**What the task requires**
Each record below is to be restated word for word.

(Collected data)
----------------

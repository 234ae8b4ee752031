//! Shared harness wiring the query core to in-memory collaborators.
#![allow(dead_code, reason = "each test binary uses a subset of the harness")]

use satori_app::{
    AppDeps, ChangedFilesCache, FixedClock, SnapshotStore, SyncGuard,
};
use satori_config::{Capabilities, PerformanceProfile};
use satori_domain::{
    ChunkHit, CodebaseStatus, CompletionMarker, FingerprintSource, IndexFingerprint, LineSpan,
};
use satori_shared::Result;
use satori_testkit::{
    InMemoryContext, InMemoryEmbedding, InMemoryVectorStore, RerankScript, ScriptedReranker,
    StaticVcs,
};
use std::path::Path;
use std::sync::Arc;

/// Fixed "now" used by harness clocks.
pub const NOW_MS: u64 = 1_700_000_000_000;

/// The runtime fingerprint used across tests.
pub fn runtime_fingerprint() -> IndexFingerprint {
    IndexFingerprint {
        embedding_provider: "voyageai".into(),
        embedding_model: "voyage-4-large".into(),
        embedding_dimension: 1024,
        vector_store_provider: "zilliz".into(),
        schema_version: "hybrid_v3".into(),
    }
}

/// A fingerprint from an older model generation.
pub fn legacy_fingerprint() -> IndexFingerprint {
    IndexFingerprint {
        embedding_model: "voyage-3".into(),
        ..runtime_fingerprint()
    }
}

/// One corpus chunk.
pub fn chunk(
    path: &str,
    start: u32,
    end: u32,
    symbol: Option<&str>,
    content: &str,
) -> ChunkHit {
    #[allow(clippy::unwrap_used, reason = "test spans are valid")]
    let span = LineSpan::new(start, end).unwrap();
    ChunkHit {
        relative_path: path.into(),
        span,
        language: Some(satori_domain::Language::TypeScript),
        content: content.into(),
        symbol_id: symbol.map(|s| Box::from(format!("sym_{s}"))),
        symbol_label: symbol.map(Box::from),
        indexed_at_ms: Some(NOW_MS - 1_000),
        score: 0.0,
    }
}

/// Everything a test needs to drive the core.
pub struct Harness {
    /// Wired dependencies.
    pub deps: AppDeps,
    /// The in-memory context (markers, scripts).
    pub context: Arc<InMemoryContext>,
    /// The in-memory vector store.
    pub store: Arc<InMemoryVectorStore>,
    #[allow(dead_code, reason = "keeps the snapshot file alive")]
    dir: tempfile::TempDir,
}

/// Options for building a harness.
pub struct HarnessOptions {
    /// Corpus served by the embedding engine.
    pub corpus: Vec<ChunkHit>,
    /// Reranker script (None removes the reranker).
    pub reranker: Option<RerankScript>,
    /// Dirty files reported by the VCS.
    pub changed_files: Vec<&'static str>,
    /// Fail semantic passes whose query contains this needle.
    pub failure_needle: Option<&'static str>,
    /// Clock reading.
    pub now_ms: u64,
}

impl Default for HarnessOptions {
    fn default() -> Self {
        Self {
            corpus: Vec::new(),
            reranker: Some(RerankScript::Identity),
            changed_files: Vec::new(),
            failure_needle: None,
            now_ms: NOW_MS,
        }
    }
}

/// Build a harness.
pub fn harness(options: HarnessOptions) -> Result<Harness> {
    let dir = tempfile::tempdir()?;
    let snapshot = Arc::new(SnapshotStore::open(dir.path().join("snapshot.json")));

    let mut embedding = InMemoryEmbedding::new(options.corpus);
    if let Some(needle) = options.failure_needle {
        embedding = embedding.with_failure_needle(needle);
    }

    let context = Arc::new(InMemoryContext::default());
    let store = Arc::new(InMemoryVectorStore::default());
    let has_reranker = options.reranker.is_some();

    #[allow(trivial_casts)]
    let context_port = Arc::clone(&context) as Arc<dyn satori_ports::ContextPort>;
    #[allow(trivial_casts)]
    let store_port = Arc::clone(&store) as Arc<dyn satori_ports::VectorStorePort>;
    #[allow(trivial_casts)]
    let reranker_port = options
        .reranker
        .map(|script| Arc::new(ScriptedReranker::new(script)) as Arc<dyn satori_ports::RerankerPort>);

    let deps = AppDeps {
        snapshot,
        context: context_port,
        embedding: Arc::new(embedding),
        store: store_port,
        reranker: reranker_port,
        vcs: Arc::new(StaticVcs::with_changed(&options.changed_files)),
        changed_files: Arc::new(ChangedFilesCache::default()),
        sync_guard: Arc::new(SyncGuard::default()),
        capabilities: Capabilities {
            has_reranker,
            performance_profile: PerformanceProfile::Fast,
            default_rerank_enabled: has_reranker,
        },
        runtime_fingerprint: runtime_fingerprint(),
        clock: Arc::new(FixedClock(options.now_ms)),
        logger: None,
    };

    Ok(Harness {
        deps,
        context,
        store,
        dir,
    })
}

/// Seed an indexed entry plus a valid completion marker for `root`.
pub async fn seed_indexed(harness: &Harness, root: &str) -> Result<()> {
    seed_status(
        harness,
        root,
        CodebaseStatus::Indexed {
            indexed_files: 12,
            total_chunks: 340,
        },
    )
    .await?;
    seed_valid_marker(harness, root).await
}

/// Seed a status without touching markers.
pub async fn seed_status(harness: &Harness, root: &str, status: CodebaseStatus) -> Result<()> {
    harness.deps.snapshot.set_status(root, status, NOW_MS).await?;
    harness
        .deps
        .snapshot
        .set_fingerprint(root, runtime_fingerprint(), FingerprintSource::Inferred, NOW_MS)
        .await
}

/// Seed a valid marker document for `root`.
pub async fn seed_valid_marker(harness: &Harness, root: &str) -> Result<()> {
    let marker = CompletionMarker::for_run(
        root,
        runtime_fingerprint(),
        12,
        340,
        "2026-07-01T10:00:00Z"
            .parse()
            .map_err(|_| satori_shared::ErrorEnvelope::expected(
                satori_shared::ErrorCode::internal(),
                "bad timestamp literal",
            ))?,
    );
    harness
        .context
        .seed_marker(Path::new(root), serde_json::to_value(&marker)?)
        .await;
    Ok(())
}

----------------

**Response to this task**
repository 234ae8b4ee752031
//! Shared harness wiring the query core to in-memory collaborators.
#![allow(dead_code, reason = "each test binary uses a subset of the harness")]

use satori_app::{
    AppDeps, ChangedFilesCache, FixedClock, SnapshotStore, SyncGuard,
};
use satori_config::{Capabilities, PerformanceProfile};
use satori_domain::{
    ChunkHit, CodebaseStatus, CompletionMarker, FingerprintSource, IndexFingerprint, LineSpan,
};
use satori_shared::Result;
use satori_testkit::{
    InMemoryContext, InMemoryEmbedding, InMemoryVectorStore, RerankScript, ScriptedReranker,
    StaticVcs,
};
use std::path::Path;
use std::sync::Arc;

/// Fixed "now" used by harness clocks.
pub const NOW_MS: u64 = 1_700_000_000_000;

/// The runtime fingerprint used across tests.
pub fn runtime_fingerprint() -> IndexFingerprint {
    IndexFingerprint {
        embedding_provider: "voyageai".into(),
        embedding_model: "voyage-4-large".into(),
        embedding_dimension: 1024,
        vector_store_provider: "zilliz".into(),
        schema_version: "hybrid_v3".into(),
    }
}

/// A fingerprint from an older model generation.
pub fn legacy_fingerprint() -> IndexFingerprint {
    IndexFingerprint {
        embedding_model: "voyage-3".into(),
        ..runtime_fingerprint()
    }
}

/// One corpus chunk.
pub fn chunk(
    path: &str,
    start: u32,
    end: u32,
    symbol: Option<&str>,
    content: &str,
) -> ChunkHit {
    #[allow(clippy::unwrap_used, reason = "test spans are valid")]
    let span = LineSpan::new(start, end).unwrap();
    ChunkHit {
        relative_path: path.into(),
        span,
        language: Some(satori_domain::Language::TypeScript),
        content: content.into(),
        symbol_id: symbol.map(|s| Box::from(format!("sym_{s}"))),
        symbol_label: symbol.map(Box::from),
        indexed_at_ms: Some(NOW_MS - 1_000),
        score: 0.0,
    }
}

/// Everything a test needs to drive the core.
pub struct Harness {
    /// Wired dependencies.
    pub deps: AppDeps,
    /// The in-memory context (markers, scripts).
    pub context: Arc<InMemoryContext>,
    /// The in-memory vector store.
    pub store: Arc<InMemoryVectorStore>,
    #[allow(dead_code, reason = "keeps the snapshot file alive")]
    dir: tempfile::TempDir,
}

/// Options for building a harness.
pub struct HarnessOptions {
    /// Corpus served by the embedding engine.
    pub corpus: Vec<ChunkHit>,
    /// Reranker script (None removes the reranker).
    pub reranker: Option<RerankScript>,
    /// Dirty files reported by the VCS.
    pub changed_files: Vec<&'static str>,
    /// Fail semantic passes whose query contains this needle.
    pub failure_needle: Option<&'static str>,
    /// Clock reading.
    pub now_ms: u64,
}

impl Default for HarnessOptions {
    fn default() -> Self {
        Self {
            corpus: Vec::new(),
            reranker: Some(RerankScript::Identity),
            changed_files: Vec::new(),
            failure_needle: None,
            now_ms: NOW_MS,
        }
    }
}

/// Build a harness.
pub fn harness(options: HarnessOptions) -> Result<Harness> {
    let dir = tempfile::tempdir()?;
    let snapshot = Arc::new(SnapshotStore::open(dir.path().join("snapshot.json")));

    let mut embedding = InMemoryEmbedding::new(options.corpus);
    if let Some(needle) = options.failure_needle {
        embedding = embedding.with_failure_needle(needle);
    }

    let context = Arc::new(InMemoryContext::default());
    let store = Arc::new(InMemoryVectorStore::default());
    let has_reranker = options.reranker.is_some();

    #[allow(trivial_casts)]
    let context_port = Arc::clone(&context) as Arc<dyn satori_ports::ContextPort>;
    #[allow(trivial_casts)]
    let store_port = Arc::clone(&store) as Arc<dyn satori_ports::VectorStorePort>;
    #[allow(trivial_casts)]
    let reranker_port = options
        .reranker
        .map(|script| Arc::new(ScriptedReranker::new(script)) as Arc<dyn satori_ports::RerankerPort>);

    let deps = AppDeps {
        snapshot,
        context: context_port,
        embedding: Arc::new(embedding),
        store: store_port,
        reranker: reranker_port,
        vcs: Arc::new(StaticVcs::with_changed(&options.changed_files)),
        changed_files: Arc::new(ChangedFilesCache::default()),
        sync_guard: Arc::new(SyncGuard::default()),
        capabilities: Capabilities {
            has_reranker,
            performance_profile: PerformanceProfile::Fast,
            default_rerank_enabled: has_reranker,
        },
        runtime_fingerprint: runtime_fingerprint(),
        clock: Arc::new(FixedClock(options.now_ms)),
        logger: None,
    };

    Ok(Harness {
        deps,
        context,
        store,
        dir,
    })
}

/// Seed an indexed entry plus a valid completion marker for `root`.
pub async fn seed_indexed(harness: &Harness, root: &str) -> Result<()> {
    seed_status(
        harness,
        root,
        CodebaseStatus::Indexed {
            indexed_files: 12,
            total_chunks: 340,
        },
    )
    .await?;
    seed_valid_marker(harness, root).await
}

/// Seed a status without touching markers.
pub async fn seed_status(harness: &Harness, root: &str, status: CodebaseStatus) -> Result<()> {
    harness.deps.snapshot.set_status(root, status, NOW_MS).await?;
    harness
        .deps
        .snapshot
        .set_fingerprint(root, runtime_fingerprint(), FingerprintSource::Inferred, NOW_MS)
        .await
}

/// Seed a valid marker document for `root`.
pub async fn seed_valid_marker(harness: &Harness, root: &str) -> Result<()> {
    let marker = CompletionMarker::for_run(
        root,
        runtime_fingerprint(),
        12,
        340,
        "2026-07-01T10:00:00Z"
            .parse()
            .map_err(|_| satori_shared::ErrorEnvelope::expected(
                satori_shared::ErrorCode::internal(),
                "bad timestamp literal",
            ))?,
    );
    harness
        .context
        .seed_marker(Path::new(root), serde_json::to_value(&marker)?)
        .await;
    Ok(())
}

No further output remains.